Now that we are in agreement that the janitor fish is a big threat to the 28,000 fishing families (along the Laguna de Bay) and the consumers within the National Capital Region, let’s help eradicate these pests.
- Its skin can be converted into wallets, purses, watch straps, billfold and key chains using skin from the belly of the fish.

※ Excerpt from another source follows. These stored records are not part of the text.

//! Lenient deserialization helpers.
//!
//! The backend serializes some fields inconsistently (identifiers as strings
//! or numbers, coordinates as numbers or numeric strings). These helpers
//! accept both forms.

use std::str::FromStr;

use serde::de::{DeserializeOwned, Error as _};
use serde::{Deserialize, Deserializer};
use tracing::debug;

#[derive(Deserialize)]
#[serde(untagged)]
enum StringOrNumber {
    String(String),
    Number(serde_json::Number),
}

#[derive(Deserialize)]
#[serde(untagged)]
enum FloatOrString {
    Float(f64),
    String(String),
}

/// Deserialize a JSON string or number into its textual form.
pub(crate) fn string_or_number<'de, D>(deserializer: D) -> Result<String, D::Error>
where
    D: Deserializer<'de>,
{
    match StringOrNumber::deserialize(deserializer)? {
        StringOrNumber::String(s) => Ok(s),
        StringOrNumber::Number(n) => Ok(n.to_string()),
    }
}

/// Deserialize a JSON string or number and parse its textual form.
///
/// Used for integer fields such as sequence numbers that the backend may
/// quote.
pub(crate) fn parse_string_or_number<'de, D, T>(deserializer: D) -> Result<T, D::Error>
where
    D: Deserializer<'de>,
    T: FromStr,
{
    let s = string_or_number(deserializer)?;
    s.trim()
        .parse::<T>()
        .map_err(|_| D::Error::custom(format!("unexpected value {s:?}")))
}

/// Deserialize a JSON number or numeric string into an `f64`.
pub(crate) fn float_or_string<'de, D>(deserializer: D) -> Result<f64, D::Error>
where
    D: Deserializer<'de>,
{
    let value = match FloatOrString::deserialize(deserializer)? {
        FloatOrString::Float(f) => f,
        FloatOrString::String(s) => s
            .trim()
            .parse::<f64>()
            .map_err(|_| D::Error::custom(format!("expected a number, got {s:?}")))?,
    };

    if value.is_finite() {
        Ok(value)
    } else {
        Err(D::Error::custom("expected a finite number"))
    }
}

/// Like [`float_or_string`], but a missing or `null` value becomes `0.0`.
pub(crate) fn float_or_string_or_zero<'de, D>(deserializer: D) -> Result<f64, D::Error>
where
    D: Deserializer<'de>,
{
    let value: Option<FloatOrString> = Option::deserialize(deserializer)?;
    match value {
        None => Ok(0.0),
        Some(FloatOrString::Float(f)) if f.is_finite() => Ok(f),
        Some(FloatOrString::Float(_)) => Err(D::Error::custom("expected a finite number")),
        Some(FloatOrString::String(s)) => s
            .trim()
            .parse::<f64>()
            .ok()
            .filter(|f| f.is_finite())
            .ok_or_else(|| D::Error::custom(format!("expected a number, got {s:?}"))),
    }
}

/// Deserialize a JSON array, keeping only the elements that parse as `T`.
///
/// A `null` or missing array yields an empty list. One malformed element
/// should not hide every other entry in a payload, so failures are logged
/// and skipped.
pub(crate) fn lenient_vec<'de, D, T>(deserializer: D) -> Result<Vec<T>, D::Error>
where
    D: Deserializer<'de>,
    T: DeserializeOwned,
{
    let values: Option<Vec<serde_json::Value>> = Option::deserialize(deserializer)?;
    let values = values.unwrap_or_default();
    let total = values.len();

    let items: Vec<T> = values
        .into_iter()
        .filter_map(|value| match serde_json::from_value(value) {
            Ok(item) => Some(item),
            Err(e) => {
                debug!("skipping malformed {}: {e}", std::any::type_name::<T>());
                None
            }
        })
        .collect();

    if items.len() < total {
        debug!(
            kept = items.len(),
            skipped = total - items.len(),
            "dropped malformed list entries"
        );
    }

    Ok(items)
}

#[cfg(test)]
mod tests {
    use super::*;

    #[derive(Debug, Deserialize)]
    struct Probe {
        #[serde(deserialize_with = "string_or_number")]
        id: String,
        #[serde(deserialize_with = "float_or_string")]
        lat: f64,
        #[serde(default, deserialize_with = "float_or_string_or_zero")]
        bearing: f64,
    }

    #[test]
    fn accepts_numbers_and_strings() {
        let p: Probe = serde_json::from_str(r#"{"id": 42, "lat": "39.17", "bearing": 90}"#).unwrap();
        assert_eq!(p.id, "42");
        assert!((p.lat - 39.17).abs() < 1e-9);
        assert!((p.bearing - 90.0).abs() < 1e-9);

        let p: Probe = serde_json::from_str(r#"{"id": "A1", "lat": -86.5}"#).unwrap();
        assert_eq!(p.id, "A1");
        assert_eq!(p.bearing, 0.0);
    }

    #[test]
    fn parses_quoted_integers() {
        #[derive(Deserialize)]
        struct Seq {
            #[serde(deserialize_with = "parse_string_or_number")]
            n: u32,
        }

        let a: Seq = serde_json::from_str(r#"{"n": "17"}"#).unwrap();
        let b: Seq = serde_json::from_str(r#"{"n": 17}"#).unwrap();
        assert_eq!(a.n, 17);
        assert_eq!(b.n, 17);
        assert!(serde_json::from_str::<Seq>(r#"{"n": "x"}"#).is_err());
        assert!(serde_json::from_str::<Seq>(r#"{"n": -1}"#).is_err());
    }

    #[test]
    fn null_bearing_is_zero() {
        let p: Probe = serde_json::from_str(r#"{"id": 1, "lat": 0, "bearing": null}"#).unwrap();
        assert_eq!(p.bearing, 0.0);
    }

    #[test]
    fn lenient_vec_skips_bad_entries() {
        #[derive(Deserialize)]
        struct List {
            #[serde(default, deserialize_with = "lenient_vec")]
            items: Vec<u32>,
        }

        let l: List = serde_json::from_str(r#"{"items": [1, "two", 3, null, -4]}"#).unwrap();
        assert_eq!(l.items, vec![1, 3]);

        let l: List = serde_json::from_str(r#"{"items": null}"#).unwrap();
        assert!(l.items.is_empty());

        let l: List = serde_json::from_str("{}").unwrap();
        assert!(l.items.is_empty());

        assert!(serde_json::from_str::<List>(r#"{"items": "nope"}"#).is_err());
    }

    #[test]
    fn rejects_non_numeric_strings() {
        assert!(serde_json::from_str::<Probe>(r#"{"id": 1, "lat": "north"}"#).is_err());
        assert!(serde_json::from_str::<Probe>(r#"{"id": 1, "lat": "NaN"}"#).is_err());
    }
}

Creating other fashion items out the skin should not be so difficult.
- The fish can be processed into chicken and pig food.
- In an experiment, High School kids from Marikina were able to produce half a kilo of Biofuel for every 12 kilos of Janitor fish.
- The government, through foreign donors pays Php 10 for every kilo of that dreaded fish.
- Your suggestion please....
Please add your ideas to this list.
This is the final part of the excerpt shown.